## THE TASK
Go through the data line by line. Copy each one holding the string "CONTROL".

# # # # #

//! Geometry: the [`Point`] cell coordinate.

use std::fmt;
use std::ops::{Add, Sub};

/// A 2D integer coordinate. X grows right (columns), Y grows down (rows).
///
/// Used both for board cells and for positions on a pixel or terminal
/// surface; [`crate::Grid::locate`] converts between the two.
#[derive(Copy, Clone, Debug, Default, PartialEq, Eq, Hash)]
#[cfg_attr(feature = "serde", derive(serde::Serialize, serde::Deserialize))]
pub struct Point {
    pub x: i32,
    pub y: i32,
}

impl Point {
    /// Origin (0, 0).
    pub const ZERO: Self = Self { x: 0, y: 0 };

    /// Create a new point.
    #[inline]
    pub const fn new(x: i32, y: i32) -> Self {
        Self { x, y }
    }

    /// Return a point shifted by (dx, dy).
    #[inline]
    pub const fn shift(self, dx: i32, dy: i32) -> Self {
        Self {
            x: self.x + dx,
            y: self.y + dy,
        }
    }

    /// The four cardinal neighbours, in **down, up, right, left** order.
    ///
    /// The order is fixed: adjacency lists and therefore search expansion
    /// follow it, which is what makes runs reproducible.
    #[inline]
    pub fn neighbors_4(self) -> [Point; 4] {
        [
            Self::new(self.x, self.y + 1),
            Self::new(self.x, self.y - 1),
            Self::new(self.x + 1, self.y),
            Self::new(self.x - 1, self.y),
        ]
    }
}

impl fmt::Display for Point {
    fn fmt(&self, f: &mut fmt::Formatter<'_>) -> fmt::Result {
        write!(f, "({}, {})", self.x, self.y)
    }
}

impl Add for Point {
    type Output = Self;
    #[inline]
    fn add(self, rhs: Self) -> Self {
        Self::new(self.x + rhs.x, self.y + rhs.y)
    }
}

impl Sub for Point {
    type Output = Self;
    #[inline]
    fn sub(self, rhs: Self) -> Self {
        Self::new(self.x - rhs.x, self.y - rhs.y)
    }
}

# # # # #

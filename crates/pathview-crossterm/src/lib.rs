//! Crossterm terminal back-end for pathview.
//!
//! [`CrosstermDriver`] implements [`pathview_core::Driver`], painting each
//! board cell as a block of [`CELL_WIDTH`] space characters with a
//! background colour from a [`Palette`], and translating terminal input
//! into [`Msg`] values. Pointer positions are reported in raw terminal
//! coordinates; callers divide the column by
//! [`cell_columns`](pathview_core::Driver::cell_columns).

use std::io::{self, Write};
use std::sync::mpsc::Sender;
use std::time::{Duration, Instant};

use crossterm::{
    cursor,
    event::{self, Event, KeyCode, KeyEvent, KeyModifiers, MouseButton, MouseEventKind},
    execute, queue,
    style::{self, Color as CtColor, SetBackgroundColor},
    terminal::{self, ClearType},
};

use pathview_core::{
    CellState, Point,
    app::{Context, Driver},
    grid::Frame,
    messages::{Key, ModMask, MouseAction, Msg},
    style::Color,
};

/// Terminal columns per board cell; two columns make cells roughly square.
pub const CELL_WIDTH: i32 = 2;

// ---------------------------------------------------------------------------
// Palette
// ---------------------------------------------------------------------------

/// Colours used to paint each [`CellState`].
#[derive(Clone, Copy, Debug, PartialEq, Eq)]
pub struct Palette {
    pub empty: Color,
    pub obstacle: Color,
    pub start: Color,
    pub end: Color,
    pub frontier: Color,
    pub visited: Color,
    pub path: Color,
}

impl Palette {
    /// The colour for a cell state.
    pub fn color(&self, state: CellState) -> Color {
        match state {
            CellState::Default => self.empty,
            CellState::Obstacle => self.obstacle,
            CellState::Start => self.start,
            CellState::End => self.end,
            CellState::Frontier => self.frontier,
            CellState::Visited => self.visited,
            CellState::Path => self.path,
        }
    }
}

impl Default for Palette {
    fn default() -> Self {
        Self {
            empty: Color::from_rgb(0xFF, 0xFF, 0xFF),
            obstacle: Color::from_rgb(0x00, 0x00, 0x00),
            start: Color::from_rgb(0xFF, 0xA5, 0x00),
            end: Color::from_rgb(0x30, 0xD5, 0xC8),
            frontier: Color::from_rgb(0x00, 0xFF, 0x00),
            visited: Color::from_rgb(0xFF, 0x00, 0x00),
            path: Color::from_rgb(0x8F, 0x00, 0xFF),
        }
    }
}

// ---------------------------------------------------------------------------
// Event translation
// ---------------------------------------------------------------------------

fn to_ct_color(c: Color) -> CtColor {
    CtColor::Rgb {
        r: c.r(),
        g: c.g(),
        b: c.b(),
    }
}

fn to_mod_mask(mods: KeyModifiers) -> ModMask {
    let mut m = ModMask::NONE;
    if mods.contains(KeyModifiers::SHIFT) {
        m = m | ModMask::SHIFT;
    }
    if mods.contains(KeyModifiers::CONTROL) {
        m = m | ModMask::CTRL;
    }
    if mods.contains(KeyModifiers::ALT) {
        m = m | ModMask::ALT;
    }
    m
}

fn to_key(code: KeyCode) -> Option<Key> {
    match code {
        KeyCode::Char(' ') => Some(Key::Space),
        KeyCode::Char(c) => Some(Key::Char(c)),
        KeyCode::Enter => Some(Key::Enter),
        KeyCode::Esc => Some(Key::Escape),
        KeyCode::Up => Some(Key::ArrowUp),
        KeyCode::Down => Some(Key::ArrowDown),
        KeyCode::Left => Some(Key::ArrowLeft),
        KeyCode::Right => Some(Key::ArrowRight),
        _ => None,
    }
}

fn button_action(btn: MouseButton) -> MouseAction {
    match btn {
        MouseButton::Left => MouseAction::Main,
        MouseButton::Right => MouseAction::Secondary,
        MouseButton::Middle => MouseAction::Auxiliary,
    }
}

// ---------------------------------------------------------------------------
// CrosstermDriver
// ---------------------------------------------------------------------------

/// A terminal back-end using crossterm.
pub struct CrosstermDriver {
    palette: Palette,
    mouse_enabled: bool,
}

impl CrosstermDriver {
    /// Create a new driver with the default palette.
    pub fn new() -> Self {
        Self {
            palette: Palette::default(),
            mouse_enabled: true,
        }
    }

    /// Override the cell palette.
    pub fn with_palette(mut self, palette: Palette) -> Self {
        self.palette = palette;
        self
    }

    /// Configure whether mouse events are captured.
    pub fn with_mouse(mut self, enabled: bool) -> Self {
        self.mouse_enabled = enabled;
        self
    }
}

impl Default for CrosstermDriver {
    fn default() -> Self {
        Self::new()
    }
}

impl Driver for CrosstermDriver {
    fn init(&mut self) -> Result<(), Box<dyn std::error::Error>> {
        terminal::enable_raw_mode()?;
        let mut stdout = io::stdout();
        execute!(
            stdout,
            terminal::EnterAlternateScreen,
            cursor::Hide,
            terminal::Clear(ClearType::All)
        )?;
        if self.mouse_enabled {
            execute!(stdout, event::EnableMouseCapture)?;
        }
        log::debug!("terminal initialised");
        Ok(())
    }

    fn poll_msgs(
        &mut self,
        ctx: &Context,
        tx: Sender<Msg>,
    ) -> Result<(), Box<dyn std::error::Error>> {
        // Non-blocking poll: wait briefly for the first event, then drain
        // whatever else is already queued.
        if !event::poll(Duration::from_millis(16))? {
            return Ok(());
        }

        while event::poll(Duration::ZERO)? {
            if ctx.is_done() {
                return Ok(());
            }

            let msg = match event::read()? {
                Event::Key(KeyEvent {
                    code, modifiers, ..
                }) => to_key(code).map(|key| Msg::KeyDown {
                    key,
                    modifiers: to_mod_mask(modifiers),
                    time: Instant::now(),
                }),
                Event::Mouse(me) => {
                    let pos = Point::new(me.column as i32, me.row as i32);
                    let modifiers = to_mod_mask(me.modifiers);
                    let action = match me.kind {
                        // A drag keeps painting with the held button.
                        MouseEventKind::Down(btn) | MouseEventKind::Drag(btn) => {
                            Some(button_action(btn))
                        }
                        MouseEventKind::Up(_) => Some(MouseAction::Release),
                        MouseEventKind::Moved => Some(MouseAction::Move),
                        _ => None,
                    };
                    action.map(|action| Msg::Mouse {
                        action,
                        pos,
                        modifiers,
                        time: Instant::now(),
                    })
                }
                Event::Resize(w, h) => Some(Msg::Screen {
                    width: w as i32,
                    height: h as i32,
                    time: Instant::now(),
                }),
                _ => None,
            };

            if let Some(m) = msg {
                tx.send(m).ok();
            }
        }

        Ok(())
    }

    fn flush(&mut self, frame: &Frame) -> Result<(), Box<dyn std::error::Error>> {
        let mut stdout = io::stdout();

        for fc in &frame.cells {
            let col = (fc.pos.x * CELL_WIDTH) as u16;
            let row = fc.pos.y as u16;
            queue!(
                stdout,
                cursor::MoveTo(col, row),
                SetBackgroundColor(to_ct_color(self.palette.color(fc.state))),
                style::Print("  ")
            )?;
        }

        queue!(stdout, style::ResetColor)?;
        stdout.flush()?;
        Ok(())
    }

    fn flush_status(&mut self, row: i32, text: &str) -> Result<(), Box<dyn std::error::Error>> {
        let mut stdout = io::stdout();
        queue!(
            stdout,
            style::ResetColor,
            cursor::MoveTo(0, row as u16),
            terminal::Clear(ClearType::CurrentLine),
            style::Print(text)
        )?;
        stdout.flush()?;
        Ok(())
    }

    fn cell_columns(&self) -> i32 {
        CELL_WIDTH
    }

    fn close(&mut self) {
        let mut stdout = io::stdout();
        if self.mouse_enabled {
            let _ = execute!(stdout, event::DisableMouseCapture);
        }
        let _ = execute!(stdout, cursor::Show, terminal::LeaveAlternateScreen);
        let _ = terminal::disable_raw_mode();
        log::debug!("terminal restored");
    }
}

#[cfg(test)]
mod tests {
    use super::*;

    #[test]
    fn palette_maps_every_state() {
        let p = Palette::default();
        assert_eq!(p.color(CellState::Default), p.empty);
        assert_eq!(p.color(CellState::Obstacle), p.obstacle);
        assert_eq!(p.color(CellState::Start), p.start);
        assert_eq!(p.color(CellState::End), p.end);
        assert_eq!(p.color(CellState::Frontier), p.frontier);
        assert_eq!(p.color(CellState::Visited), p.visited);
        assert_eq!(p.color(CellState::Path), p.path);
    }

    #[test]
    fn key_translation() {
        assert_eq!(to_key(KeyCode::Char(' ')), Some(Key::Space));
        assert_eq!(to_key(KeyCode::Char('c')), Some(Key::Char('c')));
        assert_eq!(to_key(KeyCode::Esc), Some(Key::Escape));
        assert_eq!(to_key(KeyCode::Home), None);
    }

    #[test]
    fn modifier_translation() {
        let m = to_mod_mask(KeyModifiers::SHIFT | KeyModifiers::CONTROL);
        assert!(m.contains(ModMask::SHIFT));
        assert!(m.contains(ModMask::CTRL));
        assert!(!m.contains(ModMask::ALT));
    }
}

# # # # #

## RESPONSE BELOW
    if mods.contains(KeyModifiers::CONTROL) {
        let m = to_mod_mask(KeyModifiers::SHIFT | KeyModifiers::CONTROL);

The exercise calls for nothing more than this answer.